The Kansas 3rd District race between Democratic U.S. Rep. Sharice Davids and Republican Amanda Adkins is a rematch from 2020.
The newly drawn district, with the addition of rural counties and the subtraction of half of urban Wyandotte County, leans more Republican than it did before. But Davids has a potent advantage that she didn’t have last time.
The Supreme Court’s Dobbs decision overturning Roe v. Wade has reshaped the political landscape, and nowhere more so than in Kansas. Davids is running hard on abortion rights, an issue that Kansas Republicans have used to pummel Kansas Democrats for decades.
Davids volunteer Nancy Pence says that ending federal protection for abortion rights has shattered political norms.
“We’re on uncharted ground now,” Pence said recently, stepping away from training new volunteers. “And I think that astute politicians look at this and say, 'This is something I should pay attention to.'”
It would be hard to overstate the impact of the political upheaval in Kansas. The landslide vote on Aug. 2 defeating a proposed constitutional amendment that would have ended protection for abortion rights in the state was a major upset, bringing out a record number of voters to the polls.
A subsequent forced recount funded by supporters of the amendment only confirmed the breadth of the victory for abortion rights advocates like Davids.
“When 50 years of precedent protecting our rights was overturned and removed, people got scared, they got anxious, lives were upended and people got angry,” Davids said.
Davids has tried to harness that anger. Her campaign has held a news conference and produced ads reminding voters that Adkins was on the losing side of the abortion amendment vote.
Davids noted that Adkins was campaign manager for former governor and U.S. Sen. Sam Brownback, a staunch opponent of abortion rights, and that Adkins has said she believes life begins at conception.
Adkins’ campaign did not respond to requests for comment. But she has said that Davids is in lockstep with President Joe Biden and supports Biden initiatives that Adkins says have driven inflation.
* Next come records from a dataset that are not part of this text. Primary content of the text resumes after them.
//! Credential Records
//!
//! Types describing a granted API credential. Minting and usage policies are
//! owned by the credential registry; this crate only keeps the issuance record.

use chrono::{DateTime, Utc};
use serde::{Deserialize, Serialize};

/// Secret credential value. Never printed by `Debug` or `Display`.
#[derive(Clone, PartialEq, Eq, Hash, Serialize, Deserialize)]
#[serde(transparent)]
pub struct CredentialSecret(String);

impl CredentialSecret {
    pub fn new(value: impl Into<String>) -> Self {
        Self(value.into())
    }

    /// Expose the raw value. Only the registry and the store should need it.
    pub fn expose(&self) -> &str {
        &self.0
    }
}

impl std::fmt::Debug for CredentialSecret {
    fn fmt(&self, f: &mut std::fmt::Formatter<'_>) -> std::fmt::Result {
        f.write_str("CredentialSecret(***)")
    }
}

impl std::fmt::Display for CredentialSecret {
    fn fmt(&self, f: &mut std::fmt::Formatter<'_>) -> std::fmt::Result {
        f.write_str("***")
    }
}

/// Credential tiers
#[derive(Clone, Copy, Debug, Default, PartialEq, Eq, Hash, Serialize, Deserialize)]
#[serde(rename_all = "UPPERCASE")]
pub enum Tier {
    #[default]
    Pro,
}

impl Tier {
    pub fn as_str(&self) -> &'static str {
        match self {
            Tier::Pro => "PRO",
        }
    }

    pub fn parse(s: &str) -> Option<Self> {
        match s.to_ascii_uppercase().as_str() {
            "PRO" => Some(Tier::Pro),
            _ => None,
        }
    }
}

impl std::fmt::Display for Tier {
    fn fmt(&self, f: &mut std::fmt::Formatter<'_>) -> std::fmt::Result {
        f.write_str(self.as_str())
    }
}

/// Credential as returned by the registry right after minting
#[derive(Clone, Debug)]
pub struct MintedCredential {
    /// Registry-side identifier, used to attach usage policies
    pub id: String,

    /// Secret value handed to the owner
    pub value: CredentialSecret,
}

/// A granted credential, persisted once per purchase intent
#[derive(Clone, Debug, Serialize, Deserialize)]
pub struct IssuedCredential {
    /// Owning identity (the purchase requester)
    pub owner: String,

    /// Tier the credential was issued for
    pub tier: Tier,

    /// Registry-side identifier
    pub credential_id: String,

    /// Secret value
    pub value: CredentialSecret,

    /// Checkout session that paid for this credential
    pub session_id: String,

    /// Issuance timestamp
    pub issued_at: DateTime<Utc>,
}

impl IssuedCredential {
    pub fn new(owner: String, tier: Tier, minted: MintedCredential, session_id: String) -> Self {
        Self {
            owner,
            tier,
            credential_id: minted.id,
            value: minted.value,
            session_id,
            issued_at: Utc::now(),
        }
    }
}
Adkins hasn’t retreated from her opposition to abortion rights, but she isn't making that clear-cut difference between her and Davids an issue. The Republican and the Democrat have reversed their usual roles in Kansas politics, with the Democrat now on the offensive against a Republican on abortion rights.
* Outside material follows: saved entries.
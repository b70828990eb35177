//! HTTP Handlers
//!
//! Every business endpoint answers with `302 Found`; errors become a redirect
//! to one of the cancellation pages.

use axum::{
    Json,
    extract::{Path, State},
    http::{StatusCode, header},
    response::{IntoResponse, Response},
};
use serde::Serialize;

use paygate_payments::Redirect;

use crate::auth::AuthenticatedIdentity;
use crate::state::AppState;

// ============================================================================
// Response Types
// ============================================================================

#[derive(Serialize)]
pub struct HealthResponse {
    pub status: &'static str,
    pub version: &'static str,
    pub store: &'static str,
}

#[derive(Debug, Serialize)]
pub struct ErrorResponse {
    pub error: String,
    pub code: String,
}

/// `302 Found` with a `Location` header and no body.
#[derive(Debug)]
pub struct Found(pub Redirect);

impl IntoResponse for Found {
    fn into_response(self) -> Response {
        (
            StatusCode::FOUND,
            [(header::LOCATION, self.0.location().to_string())],
        )
            .into_response()
    }
}

// ============================================================================
// Handlers
// ============================================================================

/// Health check endpoint
pub async fn health_check(State(state): State<AppState>) -> Json<HealthResponse> {
    Json(HealthResponse {
        status: "healthy",
        version: env!("CARGO_PKG_VERSION"),
        store: state.store_backend,
    })
}

/// Start a checkout for `user_name` and send them to the hosted page
pub async fn create_checkout_session(
    State(state): State<AppState>,
    Path((lookup_key, user_name)): Path<(String, String)>,
) -> Found {
    let outcome = state
        .issuance
        .initiate_checkout(&lookup_key, &user_name)
        .await;
    Found(state.redirects.settle("create_checkout_session", outcome))
}

/// Success callback from the hosted checkout
pub async fn create_api_key(
    State(state): State<AppState>,
    Path((session_id, one_time_key)): Path<(String, String)>,
) -> Found {
    let outcome = state
        .issuance
        .confirm_and_issue(&session_id, &one_time_key)
        .await;
    Found(state.redirects.settle("create_api_key", outcome))
}

/// Billing portal for the identity that made the purchase
pub async fn create_billing_portal(
    State(state): State<AppState>,
    AuthenticatedIdentity(identity): AuthenticatedIdentity,
    Path(session_id): Path<String>,
) -> Found {
    let outcome = state
        .portal
        .authorize_portal_access(&session_id, &identity)
        .await;
    Found(state.redirects.settle("create_billing_portal", outcome))
}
“It’s always an issue for the right,” said Kansas political consultant Stephanie Sharp. “Always, always, always.”
Sharp, a moderate Republican who served three terms in the Kansas House , said the abortion ballot issue unearthed a fundamental disconnect between voters and their representatives, showing that the Kansas electorate holds far more nuanced views on the issue than the Republican politicians it has elected to run the state.
And Sharp said that the huge primary turnout exposed a potential voting bloc for a candidate like Davids, who is trying to activate often lethargic middle-of-the-road voters.
“There’s a segment of the population that never ever votes in primaries," Sharp said. "So you take the Democrats and unaffiliateds who voted in this primary, and then the Republicans who voted in this primary, who never voted in a primary before, those are your moderates. And that’s your margin of victory, easily.”
The same kind of political calculus is happening around the country, with vulnerable Democrats from Iowa to Michigan and Pennsylvania to Virginia leaning into abortion rights. Polls show most Americans disagree with the Supreme Court's Dobbs decision and that abortion rights will be a factor when they vote in November.
Pence, the Davids volunteer, said she was concerned that the shock of states like Missouri banning abortion after the fall of Roe would fade before the midterms.
But so far, there’s no indication that is happening.